The Song of the Cell

From Slow Like Wiki
Revision as of 16:31, 6 June 2024 by Rob (talk | contribs)

Every cell in a multicellular organism is surrounded by an oily membrane that separates it from other cells and from the extracellular fluid that bathes all cells. The cell surface membrane is permeable to certain substances, thereby allowing an exchange of nutrients and gases to take place between the interior of the cell and the fluid surrounding it. Inside the cell is the nucleus, which has a membrane of its own and is surrounded by an intracellular fluid called the cytoplasm. The nucleus contains the chromosomes, long thin structures made of DNA that carry genes like beads on a string. In addition to controlling the cell's ability to reproduce itself, genes tell the cell what proteins to make to carry out its activities. The actual machinery for making proteins is located in the cytoplasm. Seen from this shared perspective, the cell is the fundamental unit of life, the structural and functional basis of all tissues and organs in all animals and plants.

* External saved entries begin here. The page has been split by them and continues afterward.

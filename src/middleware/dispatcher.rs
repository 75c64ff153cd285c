//! Request dispatch.
//!
//! [`dispatch`] is the outermost application layer. For every request it:
//!
//! 1. opens a correlation context with a fresh request id
//! 2. logs the request and measures it
//! 3. reports internal failures (errors and panics) to the telemetry sink, once
//! 4. stamps `X-Request-Id` on the response and records request metrics
//!
//! [`dispatch`] runs before routing, so it cannot see [`MatchedPath`] on the request.
//! [`stamp_matched_path`] runs inside the router and copies it onto the response;
//! metrics are labelled by that route template, or [`UNMATCHED_ROUTE`].
//!
//! [`MethodMap`] and [`create_handler`] turn per-method pipelines into a single
//! route that answers 405 for any other method.

use std::any::Any;
use std::sync::Arc;
use std::time::{Duration, Instant};

use axum::{
    extract::{MatchedPath, Request, State},
    http::{HeaderName, HeaderValue, Method},
    middleware::Next,
    response::{IntoResponse, Response},
    routing::MethodRouter,
};
use tastelog_core::{AppError, ErrorCode, ErrorReport, InternalFailure, TelemetrySink};
use tastelog_observability::{record_request, track_active_request, track_error_report};
use tracing::{Instrument, error, info, info_span, warn};

use crate::middleware::context::{RequestContext, new_request_id, report_context, with_context};
use crate::state::AppState;

pub const X_REQUEST_ID: HeaderName = HeaderName::from_static("x-request-id");

/// Metrics label for requests that matched no route.
pub const UNMATCHED_ROUTE: &str = "<unmatched>";

#[derive(Debug, Clone)]
pub struct Dispatcher {
    telemetry: Arc<dyn TelemetrySink>,
    slow_threshold: Duration,
}

impl Dispatcher {
    pub fn new(telemetry: Arc<dyn TelemetrySink>, slow_threshold: Duration) -> Self {
        Self {
            telemetry,
            slow_threshold,
        }
    }

    pub fn from_state(state: &AppState) -> Self {
        Self::new(
            state.telemetry.clone(),
            state.server_config.slow_request_threshold,
        )
    }

    fn report(&self, failure: InternalFailure, method: &Method, path: &str) {
        track_error_report(&failure.kind);
        self.telemetry.report(
            ErrorReport::new(failure.kind, failure.detail, report_context())
                .with_extra("method", method.as_str())
                .with_extra("path", path),
        );
    }
}

pub async fn dispatch(
    State(dispatcher): State<Arc<Dispatcher>>,
    req: Request,
    next: Next,
) -> Response {
    let request_id = new_request_id();
    let method = req.method().clone();
    let path = req.uri().path().to_owned();

    let span = info_span!(
        "request",
        request_id = %request_id,
        method = %method,
        path = %path,
        user_id = tracing::field::Empty,
    );

    let ctx = RequestContext::new(request_id.clone());

    with_context(
        ctx,
        async move {
            let _active = track_active_request();
            let start = Instant::now();
            info!("Incoming request");

            let mut response = next.run(req).await;
            let latency = start.elapsed();
            let status = response.status();

            if let Some(failure) = response.extensions_mut().remove::<InternalFailure>() {
                dispatcher.report(failure, &method, &path);
            }

            let slow = latency > dispatcher.slow_threshold;
            let latency_ms = latency.as_millis() as u64;
            match status.as_u16() {
                500..=599 => error!(status = status.as_u16(), latency_ms, slow, "Server error"),
                400..=499 => warn!(status = status.as_u16(), latency_ms, slow, "Client error"),
                _ if slow => warn!(status = status.as_u16(), latency_ms, slow, "Slow request"),
                _ => info!(status = status.as_u16(), latency_ms, slow, "Request completed"),
            }

            if let Ok(value) = HeaderValue::from_str(&request_id) {
                response.headers_mut().insert(X_REQUEST_ID, value);
            }

            record_request(method.as_str(), route_label(&response), status.as_u16(), latency);

            response
        }
        .instrument(span),
    )
    .await
}

/// Copies the route template the router matched onto the response.
pub async fn stamp_matched_path(req: Request, next: Next) -> Response {
    let matched = req.extensions().get::<MatchedPath>().cloned();
    let mut response = next.run(req).await;
    if let Some(matched) = matched {
        response.extensions_mut().insert(matched);
    }
    response
}

fn route_label(response: &Response) -> &str {
    response
        .extensions()
        .get::<MatchedPath>()
        .map_or(UNMATCHED_ROUTE, MatchedPath::as_str)
}

/// Turns a caught panic into the generic 500 envelope. The payload travels to
/// [`dispatch`] for reporting.
pub fn handle_panic(payload: Box<dyn Any + Send + 'static>) -> Response {
    let detail = if let Some(message) = payload.downcast_ref::<String>() {
        message.clone()
    } else if let Some(message) = payload.downcast_ref::<&str>() {
        (*message).to_string()
    } else {
        "panic with a non-string payload".to_string()
    };

    let mut response = AppError::from_code(ErrorCode::InternalError).into_response();
    response
        .extensions_mut()
        .insert(InternalFailure::new("Panic", detail));
    response
}

pub async fn not_found() -> AppError {
    AppError::not_found()
}

pub async fn method_not_allowed() -> AppError {
    AppError::method_not_allowed()
}

/// Per-method routes for one path.
#[derive(Debug, Default)]
pub struct MethodMap {
    routes: Vec<MethodRouter<AppState>>,
}

impl MethodMap {
    pub fn new() -> Self {
        Self::default()
    }

    /// Adds the routes for one or more methods.
    ///
    /// # Panics
    ///
    /// [`create_handler`] panics if two entries serve the same method.
    #[must_use]
    pub fn route(mut self, route: MethodRouter<AppState>) -> Self {
        self.routes.push(route);
        self
    }
}

/// Merges a [`MethodMap`] into one route answering 405 for unmapped methods.
pub fn create_handler(map: MethodMap) -> MethodRouter<AppState> {
    map.routes
        .into_iter()
        .fold(MethodRouter::new(), MethodRouter::merge)
        .fallback(method_not_allowed)
}
//! Role lookup used by authorization guards.
//!
//! A lookup distinguishes three outcomes: the user has the role, the user does not
//! have the role, and the lookup itself failed. Callers must not treat a failure
//! as either answer.

use std::collections::{HashMap, HashSet};

use async_trait::async_trait;
use tastelog_config::RoleConfig;

pub const ADMIN_ROLE: &str = "admin";

#[derive(Debug, Clone, PartialEq, Eq, thiserror::Error)]
pub enum RoleLookupError {
    #[error("role lookup unavailable: {0}")]
    Unavailable(String),
}

#[async_trait]
pub trait RoleLookup: Send + Sync + std::fmt::Debug {
    async fn has_role(&self, user_id: &str, role: &str) -> Result<bool, RoleLookupError>;
}

/// Role assignments fixed at startup.
#[derive(Debug, Clone, Default)]
pub struct StaticRoleLookup {
    assignments: HashMap<String, HashSet<String>>,
}

impl StaticRoleLookup {
    pub fn new() -> Self {
        Self::default()
    }

    pub fn from_config(config: &RoleConfig) -> Self {
        config
            .admin_user_ids
            .iter()
            .fold(Self::new(), |lookup, id| lookup.grant(id, ADMIN_ROLE))
    }

    #[must_use]
    pub fn grant(mut self, user_id: &str, role: &str) -> Self {
        self.assignments
            .entry(user_id.to_string())
            .or_default()
            .insert(role.to_string());
        self
    }
}

#[async_trait]
impl RoleLookup for StaticRoleLookup {
    async fn has_role(&self, user_id: &str, role: &str) -> Result<bool, RoleLookupError> {
        Ok(self
            .assignments
            .get(user_id)
            .is_some_and(|roles| roles.contains(role)))
    }
}
use axum::extract::{Path, State, rejection::PathRejection};
use tracing::instrument;
use uuid::Uuid;

use tastelog_core::{AppError, Reply};

use crate::middleware::auth::AuthUser;
use crate::middleware::validation::Validated;
use crate::modules::tastings::model::{NewTasting, Tasting};
use crate::state::AppState;

/// Any id that cannot name a tasting, including one that fails to decode, is a 404.
fn parse_id(path: Result<Path<String>, PathRejection>) -> Result<Uuid, AppError> {
    let Path(id) = path.map_err(|_| AppError::not_found())?;
    Uuid::parse_str(&id).map_err(|_| AppError::not_found())
}

#[instrument(skip(state))]
pub async fn list_tastings(State(state): State<AppState>) -> Reply<Vec<Tasting>> {
    Reply::ok(state.tastings.list().await)
}

#[instrument(skip(state))]
pub async fn get_tasting(
    State(state): State<AppState>,
    path: Result<Path<String>, PathRejection>,
) -> Result<Reply<Tasting>, AppError> {
    let tasting = state
        .tastings
        .get(parse_id(path)?)
        .await
        .ok_or_else(AppError::not_found)?;

    Ok(Reply::ok(tasting))
}

#[instrument(skip(state, dto), fields(user_id = %auth_user.user_id()))]
pub async fn create_tasting(
    State(state): State<AppState>,
    auth_user: AuthUser,
    Validated(dto): Validated<NewTasting>,
) -> Reply<Tasting> {
    Reply::created(state.tastings.create(auth_user.user_id(), dto).await)
}

#[instrument(skip(state))]
pub async fn delete_tasting(
    State(state): State<AppState>,
    path: Result<Path<String>, PathRejection>,
) -> Result<Reply<Uuid>, AppError> {
    let id = parse_id(path)?;
    if !state.tastings.delete(id).await {
        return Err(AppError::not_found());
    }

    Ok(Reply::ok(id))
}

Besides their common biological features, all cells have specialized functions:

  • Liver cells, for instance, carry out digestive activities
  • Brain cells have particular ways of processing information and communicating with one another. These interactions allow nerve cells in the brains to form complete circuits that carry and transform information

From The Song of the Cell by Mukherjee

Introduction

  • To be living, an organism must have the capacity to:
    • to reproduce
    • to grow
    • to metabolize
    • to adapt to stimuli
    • to maintain its internal miliau
  • Complex multicellular living beings also possess emergent properties, which emerge from systems of cells:
    • to defend against injury or invasion
    • organs with specialized functions,
    • physiologic systems of communication between organs
    • even sentience and cognition
  • It is difficult to imagine life without cells, or to imagine cells without life
  • A cell is an autonomous living unit that acts as a decoding machine for a gene. Genes provide instructions to build proteins, the molecules that perform virtually all the work in a cell. Proteins enable biological reactions, coordinate signals within the cell, form its structural elements, and turn genes on and off to regulate a cell's identity, metabolism, growth, and death. They are the central functionaries in biology, the molecular machines that enable life.
  • A cell thus transforms information into form, genetic code into proteins. A gene without a cell is lifeless. A cell brings materiality and physicality to a set of genes. But not only that.
  • Having unpacked the code by synthesizing a select set of proteins that is encoded in its genes, a cell becomes an integrating machine. It uses this set of proteins (and the biochemical products made by proteins) in conjunction with one another to start coordinating its function, its behavior (movement, metabolism, signaling, delivering nutrients to other cells, surveying for foreign objects) to achieve the properties of life. And that behavior, in turn, manifests as the behavior of the organism. The metabolism of the organism reposes in the metabolism of the cell, And the same for the reproduction, repair, survival, and death of the organism
  • Finally, the cell is a dividing machine. Molecules within the cell - proteins again - initiate the process of duplicating the genome. The internal organization of the cell changes. Chromosomes, where the genetic material of a cell is physically located, divide, and this division drives growth, repair, regeneration, and ultimately, reproduction, among the fundamental, defining features of life.

The Universal Cell

  • You have to think of a cell as a functional site for all physiological chemical reactions, as an organizing unit for all tissues, and as the unifying locus for physiology and pathology.
  • You have to move from a continuous organization of the biological world to a description that involves discontinuous, discrete, autonomous elements that unify the world:
    • See past flesh (continuous, corporeal, visible)
    • To blood (invisible, corpuscular, discontinuous)
  • Raspail - "A cell is a kind of laboratory" - it enables physiology
  • Virchow - "The body is a cell state in which every cell is a citizen."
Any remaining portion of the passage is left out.